Orange has also added preset email account settings for its Orange network and there is a handy wizard for configuring Exchange OWA accounts.
However the only real omission is the lack of any document viewers as standard, we only found this out when trying to open a Word document. We checked the supplied CD to see if we had to load the viewers manually, but the CD only contains an older version of ActiveSync.
Besides with the money that you save from buying the SPV E610, you can easily purchase the excellent Documents-To-Go for around £15, so not a major concern.
As for performance we found the 260Mhz CPU, alongside its 28MB of free system memory and 77MB of free storage was, on the whole, more than capable of opening applications and running programs in relatively quick time.
Sound quality wasn't too bad from the internal speakers, but the supplied headphones were not that comfortable to wear for long periods of time.
When it came to using the camera we found the shot times to be longer than average and with the camera image quality setting set to high and the view screen set to full, the camera almost ground to a halt.
Image quality though - especially for outdoor shots - was actually a lot better than we had expected and puts a few of the 3MP camera phones we have reviewed recently to shame.
Connectivity
Of course at this price the prospects of the Orange device having Wi-Fi or 3G support were always going to be slim, but we could only wish.
That said the SPV E610 is equipped with GPRS and EDGE support, though we have to admit during testing only GPRS was dominant.
The problem with WM5 however is its lack of support for html emails, which means it will still display emails received in this format, but hyperlinks and images will not render/function correctly.
Downloading emails was not too bad, but web browsing on GPRS is something that we would not do often - due to the lower download speeds available. And with an older version of IE installed we would switch to a mini Opera browser (JAVA is supported by the device) as soon as you can.

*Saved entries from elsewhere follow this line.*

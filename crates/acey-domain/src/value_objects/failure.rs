//! Typed failure classification
//!
//! Backends set a [`FailureKind`] on every failed execution. A message may
//! also mention phrases from several vocabularies at once ("fatal error:
//! connection refused"), so [`FailureKind::classify_all`] reports every kind
//! it mentions. [`FailureKind::classify`] picks the primary kind for errors
//! that arrive untyped.

use serde::{Deserialize, Serialize};
use std::fmt;

/// Classification of a backend execution failure
#[derive(Debug, Clone, Copy, PartialEq, Eq, Hash, Serialize, Deserialize)]
#[serde(rename_all = "snake_case")]
pub enum FailureKind {
    /// Execution exceeded its deadline
    Timeout,
    /// Backend throttled the caller
    RateLimit,
    /// Account or usage quota exhausted
    QuotaExceeded,
    /// Backend endpoint refused the connection
    ConnectionRefused,
    /// Requested model does not exist on the backend
    ModelNotFound,
    /// Request or response payload too large
    PayloadTooLarge,
    /// Backend ran out of memory
    OutOfMemory,
    /// A declared limit was exceeded
    LimitExceeded,
    /// Security policy violation
    Security,
    /// Credentials rejected
    Authentication,
    /// Caller lacks permission
    Authorization,
    /// Unrecoverable backend failure
    Fatal,
    /// Backend reported a critical condition
    Critical,
    /// Anything else
    Other,
}

/// Message fragments mapped to kinds, checked in order
const VOCABULARY: &[(&str, FailureKind)] = &[
    ("timeout", FailureKind::Timeout),
    ("timed out", FailureKind::Timeout),
    ("rate limit", FailureKind::RateLimit),
    ("quota", FailureKind::QuotaExceeded),
    ("connection refused", FailureKind::ConnectionRefused),
    ("econnrefused", FailureKind::ConnectionRefused),
    ("model not found", FailureKind::ModelNotFound),
    ("too large", FailureKind::PayloadTooLarge),
    ("memory", FailureKind::OutOfMemory),
    ("limit exceeded", FailureKind::LimitExceeded),
    ("security", FailureKind::Security),
    ("authentication", FailureKind::Authentication),
    ("authorization", FailureKind::Authorization),
    ("fatal", FailureKind::Fatal),
    ("critical", FailureKind::Critical),
];

impl FailureKind {
    /// Classify an untyped error message
    pub fn classify(message: &str) -> Self {
        let lowered = message.to_lowercase();
        VOCABULARY
            .iter()
            .find(|(needle, _)| lowered.contains(needle))
            .map_or(Self::Other, |(_, kind)| *kind)
    }

    /// Every kind whose phrase appears in `message`, in vocabulary order
    pub fn classify_all(message: &str) -> Vec<Self> {
        let lowered = message.to_lowercase();
        let mut kinds: Vec<Self> = Vec::new();
        for (needle, kind) in VOCABULARY {
            if lowered.contains(needle) && !kinds.contains(kind) {
                kinds.push(*kind);
            }
        }
        kinds
    }

    /// Transient failures another provider may not share
    pub fn is_transient(self) -> bool {
        matches!(
            self,
            Self::Timeout
                | Self::RateLimit
                | Self::QuotaExceeded
                | Self::ConnectionRefused
                | Self::ModelNotFound
        )
    }

    /// Failures that a smaller input may avoid
    pub fn is_complexity(self) -> bool {
        matches!(
            self,
            Self::PayloadTooLarge | Self::OutOfMemory | Self::Timeout | Self::LimitExceeded
        )
    }

    /// Failures that require operator attention
    pub fn is_critical(self) -> bool {
        matches!(
            self,
            Self::Security | Self::Authentication | Self::Authorization | Self::Fatal | Self::Critical
        )
    }

    /// Stable snake_case label
    pub fn as_str(self) -> &'static str {
        match self {
            Self::Timeout => "timeout",
            Self::RateLimit => "rate_limit",
            Self::QuotaExceeded => "quota_exceeded",
            Self::ConnectionRefused => "connection_refused",
            Self::ModelNotFound => "model_not_found",
            Self::PayloadTooLarge => "payload_too_large",
            Self::OutOfMemory => "out_of_memory",
            Self::LimitExceeded => "limit_exceeded",
            Self::Security => "security",
            Self::Authentication => "authentication",
            Self::Authorization => "authorization",
            Self::Fatal => "fatal",
            Self::Critical => "critical",
            Self::Other => "other",
        }
    }
}

impl fmt::Display for FailureKind {
    fn fmt(&self, f: &mut fmt::Formatter<'_>) -> fmt::Result {
        f.write_str(self.as_str())
    }
}
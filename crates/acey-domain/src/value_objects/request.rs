//! Skill request value objects

use crate::constants::{
    CAPABILITY_ANALYSIS, CAPABILITY_CODE_GENERATION, CAPABILITY_MULTIMODAL,
    CAPABILITY_TEXT_GENERATION, CHARS_PER_INPUT_UNIT, DEFAULT_ACTION,
};
use chrono::{DateTime, Utc};
use serde::{Deserialize, Serialize};
use std::collections::BTreeSet;
use uuid::Uuid;

/// Trust level granted to the submitter of a request
#[derive(Debug, Clone, Copy, PartialEq, Eq, PartialOrd, Ord, Serialize, Deserialize, Default)]
#[serde(rename_all = "lowercase")]
pub enum TrustLevel {
    /// Unknown origin
    Untrusted,
    /// Regular user
    #[default]
    Basic,
    /// Verified operator
    Elevated,
    /// System-internal caller
    System,
}

/// Trust decision attached to a request by the policy collaborator
#[derive(Debug, Clone, Copy, PartialEq, Eq, Serialize, Deserialize)]
pub struct TrustContext {
    /// Trust level of the submitter
    pub level: TrustLevel,
    /// Whether the policy allows this request to execute
    pub permitted: bool,
}

impl TrustContext {
    /// A permitted context at the given level
    pub fn permitted(level: TrustLevel) -> Self {
        Self {
            level,
            permitted: true,
        }
    }

    /// A denied context at the given level
    pub fn denied(level: TrustLevel) -> Self {
        Self {
            level,
            permitted: false,
        }
    }
}

impl Default for TrustContext {
    fn default() -> Self {
        Self::permitted(TrustLevel::Basic)
    }
}

/// Keyword fragments of a skill name mapped to the capability they require
const SKILL_KEYWORDS: &[(&str, &str)] = &[
    ("code", CAPABILITY_CODE_GENERATION),
    ("security", CAPABILITY_ANALYSIS),
    ("analysis", CAPABILITY_ANALYSIS),
    ("graphics", CAPABILITY_MULTIMODAL),
    ("audio", CAPABILITY_MULTIMODAL),
];

/// Derive the capabilities a skill requires from its name
///
/// Matching is case-insensitive; `text_generation` is always required.
pub fn required_capabilities(skill_name: &str) -> BTreeSet<String> {
    let lowered = skill_name.to_lowercase();
    let mut required = BTreeSet::from([CAPABILITY_TEXT_GENERATION.to_string()]);
    for (keyword, capability) in SKILL_KEYWORDS {
        if lowered.contains(keyword) {
            required.insert((*capability).to_string());
        }
    }
    required
}

/// Coarse token estimate for a payload: `ceil(serialized_chars / 4)`
///
/// The payload is measured as compact JSON, so a string counts its quotes.
pub fn estimate_units(payload: &serde_json::Value) -> u64 {
    let len = payload.to_string().chars().count();
    len.div_ceil(CHARS_PER_INPUT_UNIT) as u64
}

/// A request to execute a named skill
///
/// Requests are immutable once created; recovery derives new requests with
/// [`SkillRequest::with_payload`], which keeps the id.
#[derive(Debug, Clone, PartialEq, Serialize, Deserialize)]
pub struct SkillRequest {
    /// Unique id generated at submission
    pub id: Uuid,
    /// Skill being requested
    pub skill_name: String,
    /// Opaque payload passed to the backend
    pub payload: serde_json::Value,
    /// Capabilities derived from the skill name
    pub required_capabilities: BTreeSet<String>,
    /// Trust decision for the submitter
    pub trust: TrustContext,
    /// Submission time
    pub submitted_at: DateTime<Utc>,
}

impl SkillRequest {
    /// Create a request with a fresh id and the default trust context
    pub fn new(skill_name: impl Into<String>, payload: serde_json::Value) -> Self {
        let skill_name = skill_name.into();
        Self {
            id: Uuid::new_v4(),
            required_capabilities: required_capabilities(&skill_name),
            skill_name,
            payload,
            trust: TrustContext::default(),
            submitted_at: Utc::now(),
        }
    }

    /// Replace the trust context
    pub fn with_trust(mut self, trust: TrustContext) -> Self {
        self.trust = trust;
        self
    }

    /// Same request identity with a different payload
    pub fn with_payload(&self, payload: serde_json::Value) -> Self {
        Self {
            payload,
            ..self.clone()
        }
    }

    /// Estimated input size in units
    pub fn estimated_input_units(&self) -> u64 {
        estimate_units(&self.payload)
    }

    /// The payload's `action` field, or `"default"`
    pub fn action(&self) -> &str {
        self.payload
            .get("action")
            .and_then(serde_json::Value::as_str)
            .unwrap_or(DEFAULT_ACTION)
    }

    /// Key identifying equivalent requests for outcome caching
    pub fn cache_key(&self) -> String {
        format!("{}::{}", self.skill_name, self.action())
    }
}
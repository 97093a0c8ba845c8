//! Service interfaces

use acey_domain::value_objects::{DispatchResult, SkillRequest};
use async_trait::async_trait;

/// Anything that can take a skill request through selection, execution and
/// recovery
#[async_trait]
pub trait SkillDispatcher: Send + Sync {
    /// Submit a request and wait for its final result
    async fn submit_request(&self, request: SkillRequest) -> DispatchResult;
}
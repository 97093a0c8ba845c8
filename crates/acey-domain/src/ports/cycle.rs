//! Cycle callback port

use crate::error::Result;
use crate::value_objects::CycleReport;
use async_trait::async_trait;

/// Work executed once per scheduler cycle
///
/// An `Err` is recorded as a scheduler fault and counts toward the
/// consecutive failure threshold; it never stops the scheduler loop.
#[async_trait]
pub trait CycleRunner: Send + Sync {
    /// Run cycle number `cycle_number`
    async fn run_cycle(&self, cycle_number: u64) -> Result<CycleReport>;
}
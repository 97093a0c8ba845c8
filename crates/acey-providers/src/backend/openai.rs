//! OpenAI-compatible Backend
//!
//! Runs skills through a `/chat/completions` endpoint. Works against OpenAI
//! and any server speaking the same protocol.

use std::time::{Duration, Instant};

use async_trait::async_trait;
use reqwest::Client;
use tracing::debug;

use acey_domain::error::{Error, Result};
use acey_domain::ports::{BackendResponse, SkillBackend};
use acey_domain::value_objects::{FailureKind, SkillRequest};

use crate::constants::CONTENT_TYPE_JSON;
use crate::utils::{HttpResponseUtils, confidence_for_finish_reason, render_prompt};

/// Chat completions backend
pub struct OpenAiBackend {
    api_key: String,
    base_url: String,
    model: String,
    timeout: Duration,
    http_client: Client,
}

impl OpenAiBackend {
    /// Create a new OpenAI-compatible backend
    ///
    /// # Arguments
    /// * `api_key` - Bearer token sent with every request
    /// * `base_url` - API root, e.g. `https://api.openai.com/v1`
    /// * `model` - Chat model name
    /// * `timeout` - Request timeout
    /// * `http_client` - Shared reqwest client
    pub fn new(
        api_key: String,
        base_url: String,
        model: String,
        timeout: Duration,
        http_client: Client,
    ) -> Self {
        Self {
            api_key: api_key.trim().to_string(),
            base_url: base_url.trim_end_matches('/').to_string(),
            model,
            timeout,
            http_client,
        }
    }

    /// Model name
    pub fn model(&self) -> &str {
        &self.model
    }

    /// API root
    pub fn base_url(&self) -> &str {
        &self.base_url
    }

    fn parse_completion(data: &serde_json::Value) -> Result<(String, f64)> {
        let choice = &data["choices"][0];
        let text = choice["message"]["content"].as_str().ok_or_else(|| {
            Error::backend(
                FailureKind::Other,
                "Invalid chat completion: missing message content",
            )
        })?;
        let reason = choice["finish_reason"].as_str();
        Ok((text.to_string(), confidence_for_finish_reason(reason)))
    }
}

#[async_trait]
impl SkillBackend for OpenAiBackend {
    fn backend_name(&self) -> &str {
        "openai"
    }

    async fn invoke(&self, request: &SkillRequest) -> Result<BackendResponse> {
        let started = Instant::now();
        let body = serde_json::json!({
            "model": self.model,
            "messages": [
                {
                    "role": "system",
                    "content": format!("You are executing the skill `{}`.", request.skill_name)
                },
                { "role": "user", "content": render_prompt(request) }
            ]
        });

        let response = self
            .http_client
            .post(format!("{}/chat/completions", self.base_url))
            .header("Authorization", format!("Bearer {}", self.api_key))
            .header("Content-Type", CONTENT_TYPE_JSON)
            .timeout(self.timeout)
            .json(&body)
            .send()
            .await
            .map_err(|e| HttpResponseUtils::request_error("OpenAI", &e, self.timeout))?;

        let data = HttpResponseUtils::check_and_parse(response, "OpenAI").await?;
        let (text, confidence) = Self::parse_completion(&data)?;
        let duration_ms = u64::try_from(started.elapsed().as_millis()).unwrap_or(u64::MAX);
        debug!(model = %self.model, duration_ms, "chat completion received");

        Ok(BackendResponse::ok(
            serde_json::json!({ "text": text, "model": self.model }),
            confidence,
            duration_ms,
        ))
    }
}
//! Domain events published by the dispatch core

mod domain_events;

pub use domain_events::{DomainEvent, ProviderChange};
//! Composition root
//!
//! Builds the whole dispatch core from an [`AppConfig`]:
//!
//! ```text
//! AppConfig → BackendDirectory → ExecutionGateway ─┐
//!           → ProviderRegistry → ProviderSelector ─┼→ RecoveryChain → DispatchService
//!           → EventBus → EmergencyState, AlertLog ─┘                       │
//!                                         BatchCycleRunner ← ───────────────┘
//!                                                │
//!                                         CycleScheduler → ControlCenter
//! ```
//!
//! ## Usage
//!
//! ```rust,ignore
//! let context = init_app(ConfigLoader::new().load()?).await?;
//! context.control().start().await?;
//! ```

use crate::config::AppConfig;
use crate::events::create_event_bus;
use crate::utils::TimedOperation;
use acey_application::{
    AlertLog, BatchCycleRunner, ControlCenter, CycleScheduler, DispatchService, EmergencyState,
    ExecutionGateway, OutcomeCache, ProviderRegistry, ProviderSelector, RecoveryChain,
    SkillDispatcher,
};
use acey_domain::error::{Error, Result};
use acey_domain::ports::{BackendExecutor, SharedEventBus, SkillBackend};
use acey_domain::value_objects::Provider;
use acey_providers::{BackendDirectory, create_backend};
use std::sync::Arc;
use std::time::Duration;
use tracing::info;

/// Assembled system
pub struct AppContext {
    /// Configuration the system was built from
    pub config: Arc<AppConfig>,
    control: Arc<ControlCenter>,
    backends: Arc<BackendDirectory>,
    event_bus: SharedEventBus,
}

impl AppContext {
    /// Operator control surface
    pub fn control(&self) -> &Arc<ControlCenter> {
        &self.control
    }

    /// Provider name to backend routing
    pub fn backends(&self) -> &Arc<BackendDirectory> {
        &self.backends
    }

    /// Shared event bus
    pub fn event_bus(&self) -> &SharedEventBus {
        &self.event_bus
    }

    /// Add a provider at runtime together with the backend that serves it
    ///
    /// The route is installed before the provider becomes selectable and is
    /// withdrawn again when the registry rejects the provider.
    ///
    /// # Errors
    ///
    /// `DuplicateProvider` when the name is already routed or registered.
    pub async fn add_provider(
        &self,
        provider: Provider,
        backend: Arc<dyn SkillBackend>,
    ) -> Result<()> {
        if self.backends.contains(&provider.name) {
            return Err(Error::duplicate_provider(&provider.name));
        }
        let name = provider.name.clone();
        self.backends.register(&name, backend);
        if let Err(e) = self.control.register_provider(provider).await {
            self.backends.remove(&name);
            return Err(e);
        }
        Ok(())
    }

    /// Remove a provider and its backend route
    pub async fn remove_provider(&self, name: &str) -> Option<Provider> {
        let removed = self.control.remove_provider(name).await;
        self.backends.remove(name);
        removed
    }
}

/// Build every service described by `config`
///
/// Providers are registered in configuration order. The scheduler is
/// created stopped.
///
/// # Errors
///
/// Fails when a backend cannot be created, a provider is rejected by the
/// registry, or the scheduler settings are invalid.
pub async fn init_app(config: AppConfig) -> Result<AppContext> {
    let timer = TimedOperation::start();
    let config = Arc::new(config);
    let event_bus = create_event_bus(&config.event_bus);

    let backends = Arc::new(BackendDirectory::new());
    for provider in &config.providers {
        backends.register(&provider.name, create_backend(&provider.backend)?);
    }
    let executor: Arc<dyn BackendExecutor> = backends.clone();

    let registry = Arc::new(ProviderRegistry::new());
    let selector = Arc::new(ProviderSelector::new(
        registry,
        config.dispatch.cost_optimization,
    ));
    let gateway = Arc::new(ExecutionGateway::new(
        executor,
        config.dispatch.gateway_settings(),
    ));
    let recovery_settings = &config.recovery;
    let cache = OutcomeCache::new(
        recovery_settings.cache_capacity,
        Duration::from_secs(recovery_settings.cache_retention_secs),
    );
    let emergency = Arc::new(EmergencyState::new(Arc::clone(&event_bus)));
    let recovery = Arc::new(RecoveryChain::with_defaults(
        recovery_settings,
        Arc::clone(&gateway),
        Arc::clone(&selector),
        cache.clone(),
        Arc::clone(&emergency),
    ));
    let dispatch = Arc::new(DispatchService::new(
        selector,
        gateway,
        recovery,
        cache,
        Arc::clone(&event_bus),
        recovery_settings.enabled,
    ));
    for provider in &config.providers {
        dispatch.register_provider(provider.to_provider()).await?;
    }

    let scheduler_settings = config.scheduler.settings();
    let alerts = Arc::new(AlertLog::new(
        scheduler_settings.alert_capacity,
        Arc::clone(&event_bus),
    ));
    let dispatcher: Arc<dyn SkillDispatcher> = dispatch.clone();
    let runner = Arc::new(BatchCycleRunner::new(
        dispatcher,
        config.scheduler.jobs.clone(),
    ));
    let scheduler = Arc::new(CycleScheduler::new(
        scheduler_settings,
        runner,
        Arc::clone(&alerts),
        emergency,
        Arc::clone(&event_bus),
    )?);

    let control = Arc::new(ControlCenter::new(
        dispatch,
        scheduler,
        alerts,
        Arc::clone(&event_bus),
    ));

    info!(
        providers = config.providers.len(),
        jobs = config.scheduler.jobs.len(),
        elapsed_ms = timer.elapsed_ms(),
        "system assembled"
    );

    Ok(AppContext {
        config,
        control,
        backends,
        event_bus,
    })
}
//! Configuration management
//!
//! Typed configuration ([`AppConfig`]) and the Figment-based
//! [`ConfigLoader`] that merges defaults, a TOML file and `ACEY_`
//! environment variables.

pub mod loader;
pub mod types;

pub use loader::ConfigLoader;
pub use types::{
    AppConfig, DispatchConfig, EventBusConfig, EventBusKind, LoggingConfig, ProviderConfig,
    SchedulerConfig,
};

For those worried about the costs on PAYG we found out from Orange that they do a lot of flexible data bolt-on packages (you can easily add your own Orange contract sim if needs be).
They offer a daily Orange World Data bundle priced at £1 and a weekly Orange World Data bundle priced at £5. Both offer unlimited anytime browsing access (both are subject to a fair use policy of 25MB per day).
Plus for anyone who does not take out a bundle, but still wants to browse/email, Orange cap data charging at £2 per day.
Call quality from the Tri-band GSM phone was not bad, though of course we can only comment on our own location and each location will be different.
Battery
Orange claim a battery life of 4hours of talk time and 170hours of standby, though during our tests we got just under two days of moderate use out of the device before it needed a recharge.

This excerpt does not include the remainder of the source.